• _Work instruction_
The answer must consist of every line from the entries that holds the word "HookOwner".

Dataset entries

§

pub fn import_directory(
    conn: &Connection,
    vault: &Vault,
    dir: &Path,
    hub_endpoint: Option<Endpoint>,
    hub_hostname: Option<String>,
    strict: bool,
) -> Result<ImportSummary, Error> {
    let mut files = Vec::new();
    for entry in fs::read_dir(dir)? {
        let path = entry?.path();
        if path.extension().and_then(|e| e.to_str()) != Some("conf") {
            continue;
        }
        let text = fs::read_to_string(&path)?;
        let doc = if strict {
            wgfleet_conf::parse_strict(&text)?
        } else {
            wgfleet_conf::parse(&text)?
        };
        let stem = path
            .file_stem()
            .and_then(|s| s.to_str())
            .unwrap_or("imported")
            .to_string();
        files.push(ParsedFile { stem, text, doc });
    }
    if files.is_empty() {
        return Err(Error::validation(
            "import",
            format!("no .conf files found in {}", dir.display()),
        ));
    }

    // The hub is the file with the most peers; everything else is a client
    // config to be matched by key.
    let hub_idx = files
        .iter()
        .enumerate()
        .max_by_key(|(_, f)| f.doc.peers().count())
        .map(|(idx, _)| idx)
        .unwrap_or(0);
    let hub_file = files.swap_remove(hub_idx);

    let private_key_text = hub_file
        .doc
        .interface()
        .get("PrivateKey")
        .ok_or_else(|| Error::validation("PrivateKey", "hub config has no PrivateKey"))?;
    let private_key = Key::from_base64(&private_key_text)?;
    let public_key = private_key.get_public().to_base64();

    let listen_port: u16 = hub_file
        .doc
        .interface()
        .get("ListenPort")
        .and_then(|p| p.parse().ok())
        .unwrap_or(51820);

    let mut ipv4_cidr = None;
    let mut ipv6_cidr = None;
    let mut ipv4_addr = None;
    let mut ipv6_addr = None;
    if let Some(field) = hub_file.doc.interface().field("Address") {
        for item in field.value.items() {
            match item.parse::<IpNet>() {
                Ok(IpNet::V4(net)) => {
                    ipv4_addr = Some(net.addr());
                    ipv4_cidr = net.trunc().into();
                },
                Ok(IpNet::V6(net)) => {
                    ipv6_addr = Some(net.addr());
                    ipv6_cidr = net.trunc().into();
                },
                Err(_) => match item.parse() {
                    Ok(std::net::IpAddr::V4(a)) => ipv4_addr = Some(a),
                    Ok(std::net::IpAddr::V6(a)) => ipv6_addr = Some(a),
                    Err(_) => {
                        return Err(Error::validation(
                            "Address",
                            format!("unparseable hub address {item}"),
                        ))
                    },
                },
            }
        }
    }

    let shapes: Vec<PeerShape> = hub_file
        .doc
        .peers()
        .map(peer_shape)
        .collect::<Result<_, _>>()?;

    // The hub's public endpoint is not in its own file; a client config
    // pointing back at the hub key carries it.
    let endpoint = match hub_endpoint {
        Some(endpoint) => endpoint,
        None => files
            .iter()
            .flat_map(|f| f.doc.peers())
            .filter(|p| p.get("PublicKey").as_deref() == Some(public_key.as_str()))
            .find_map(|p| p.get("Endpoint").and_then(|e| e.parse().ok()))
            .ok_or_else(|| {
                Error::validation(
                    "endpoint",
                    "hub endpoint not derivable from any client config; pass --endpoint",
                )
            })?,
    };

    let hostname: Hostname = hub_hostname
        .unwrap_or_else(|| hub_file.stem.clone())
        .parse()
        .map_err(|e: &str| Error::validation("hostname", e))?;

    let mtu = hub_file
        .doc
        .interface()
        .get("MTU")
        .and_then(|m| m.parse().ok());

    let server = DatabaseServer::create(
        conn,
        vault,
        ServerContents {
            hostname,
            endpoint,
            ipv4_cidr,
            ipv6_cidr,
            ipv4_addr,
            ipv6_addr,
            public_key: public_key.clone(),
            permanent_guid: String::new(),
            listen_port,
            mtu,
            ssh_host_id: None,
        },
        &private_key_text,
    )?;
    DatabaseHooks::replace(
        conn,
        HookOwner::Server(server.id),
        &interface_hooks(hub_file.doc.interface()),
    )?;
    DatabaseConfigDocument::put(conn, "server", server.id, &hub_file.text)?;

    let mut summary = ImportSummary {
        hub: (*server.hostname).clone(),
        ..Default::default()
    };
    let mut order: Vec<(PeerRole, i64)> = Vec::new();
    let mut used_names: Vec<String> = vec![(*server.hostname).clone()];
    let mut key_to_peer: HashMap<String, (PeerRole, i64)> = HashMap::new();

    for (index, shape) in shapes.iter().enumerate() {
        let hub_cidrs = server.vpn_cidrs();
        let host_addrs: Vec<IpNet> = shape
            .allowed
            .iter()
            .filter(|net| is_host_route(net) && hub_cidrs.iter().any(|c| c.contains(&net.addr())))
            .cloned()
            .collect();
        let lans: Vec<IpNet> = shape
            .allowed
            .iter()
            .filter(|net| !is_host_route(net))
            .cloned()
            .collect();
        let ipv4 = host_addrs.iter().find_map(|n| match n.addr() {
            std::net::IpAddr::V4(a) => Some(a),
            _ => None,
        });
        let ipv6 = host_addrs.iter().find_map(|n| match n.addr() {
            std::net::IpAddr::V6(a) => Some(a),
            _ => None,
        });
        let name = unique_name(
            shape.name_hint.clone(),
            &mut used_names,
            index,
            if !lans.is_empty() {
                "router"
            } else if shape.endpoint.is_some() {
                "exit"
            } else {
                "peer"
            },
        );

        if !lans.is_empty() {
            let router = DatabaseRouter::create(
                conn,
                vault,
                RouterContents {
                    server_id: server.id,
                    hostname: name,
                    ipv4_addr: ipv4,
                    ipv6_addr: ipv6,
                    endpoint: shape.endpoint.clone(),
                    has_endpoint: shape.endpoint.is_some(),
                    lans,
                    allowed_ips: shape.allowed_raw.clone(),
                    public_key: shape.public_key.clone(),
                    permanent_guid: String::new(),
                    ssh_host_id: None,
                },
                None,
            )?;
            key_to_peer.insert(shape.public_key.clone(), (PeerRole::Router, router.id));
            order.push((PeerRole::Router, router.id));
            summary.routers += 1;
        } else if let Some(endpoint) = &shape.endpoint {
            let exit = DatabaseExit::create(
                conn,
                vault,
                ExitContents {
                    server_id: server.id,
                    hostname: name,
                    endpoint: endpoint.clone(),
                    listen_port: endpoint.port(),
                    ipv4_addr: ipv4,
                    ipv6_addr: ipv6,
                    public_key: shape.public_key.clone(),
                    permanent_guid: String::new(),
                    ssh_host_id: None,
                },
                None,
            )?;
            key_to_peer.insert(shape.public_key.clone(), (PeerRole::Exit, exit.id));
            order.push((PeerRole::Exit, exit.id));
            summary.exits += 1;
        } else {
            let remote = DatabaseRemote::create(
                conn,
                vault,
                RemoteContents {
                    server_id: server.id,
                    hostname: name,
                    ipv4_addr: ipv4,
                    ipv6_addr: ipv6,
                    public_key: shape.public_key.clone(),
                    permanent_guid: String::new(),
                    access_level: AccessLevel::VpnOnly,
                    lan_access: Vec::new(),
                    custom_allowed_ips: None,
                    exit_node_id: None,
                    exit_group_id: None,
                    active_exit_id: None,
                    has_psk: shape.psk.is_some(),
                    keepalive: None,
                    last_rotated_at: None,
                },
                None,
                shape.psk.as_deref(),
            )?;
            key_to_peer.insert(shape.public_key.clone(), (PeerRole::Remote, remote.id));
            order.push((PeerRole::Remote, remote.id));
            summary.remotes += 1;
        }
    }
    // Creation appended category-sorted entries; replace with the observed
    // file order, which wins on import.
    DatabasePeerOrder::set(conn, server.id, &order)?;

    // Match the remaining files to peers by derived public key.
    for file in &files {
        let Some(private) = file.doc.interface().get("PrivateKey") else {
            continue;
        };
        let Ok(key) = Key::from_base64(&private) else {
            log::warn!("{}.conf: unparseable PrivateKey, skipping", file.stem);
            continue;
        };
        let derived = key.get_public().to_base64();
        match key_to_peer.get(&derived) {
            Some((PeerRole::Remote, id)) => {
                conn.execute(
                    "UPDATE remotes SET private_key = ?1 WHERE id = ?2",
                    rusqlite::params![vault.seal(&private)?, id],
                )?;
                let access = infer_access_level(file, &server.vpn_cidrs());
                conn.execute(
                    "UPDATE remotes SET access_level = ?1, custom_allowed_ips = ?2 WHERE id = ?3",
                    rusqlite::params![access.0.as_str(), access.1, id],
                )?;
                DatabaseConfigDocument::put(conn, "remote", *id, &file.text)?;
                summary.client_configs_matched += 1;
            },
            Some((PeerRole::Router, id)) => {
                conn.execute(
                    "UPDATE routers SET private_key = ?1 WHERE id = ?2",
                    rusqlite::params![vault.seal(&private)?, id],
                )?;
                DatabaseHooks::replace(
                    conn,
                    HookOwner::Router(*id),
                    &interface_hooks(file.doc.interface()),
                )?;
                DatabaseConfigDocument::put(conn, "router", *id, &file.text)?;
                summary.client_configs_matched += 1;
            },
            Some((PeerRole::Exit, id)) => {
                conn.execute(
                    "UPDATE exits SET private_key = ?1 WHERE id = ?2",
                    rusqlite::params![vault.seal(&private)?, id],
                )?;
                DatabaseHooks::replace(
                    conn,
                    HookOwner::Exit(*id),
                    &interface_hooks(file.doc.interface()),
                )?;
                DatabaseConfigDocument::put(conn, "exit", *id, &file.text)?;
                summary.client_configs_matched += 1;
            },
            None => {
                log::warn!(
                    "{}.conf does not match any peer of the imported hub, skipping",
                    file.stem
                );
            },
        }
    }

    Ok(summary)
}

§

• _Result of this task_
        HookOwner::Server(server.id),
                    HookOwner::Router(*id),
                    HookOwner::Exit(*id),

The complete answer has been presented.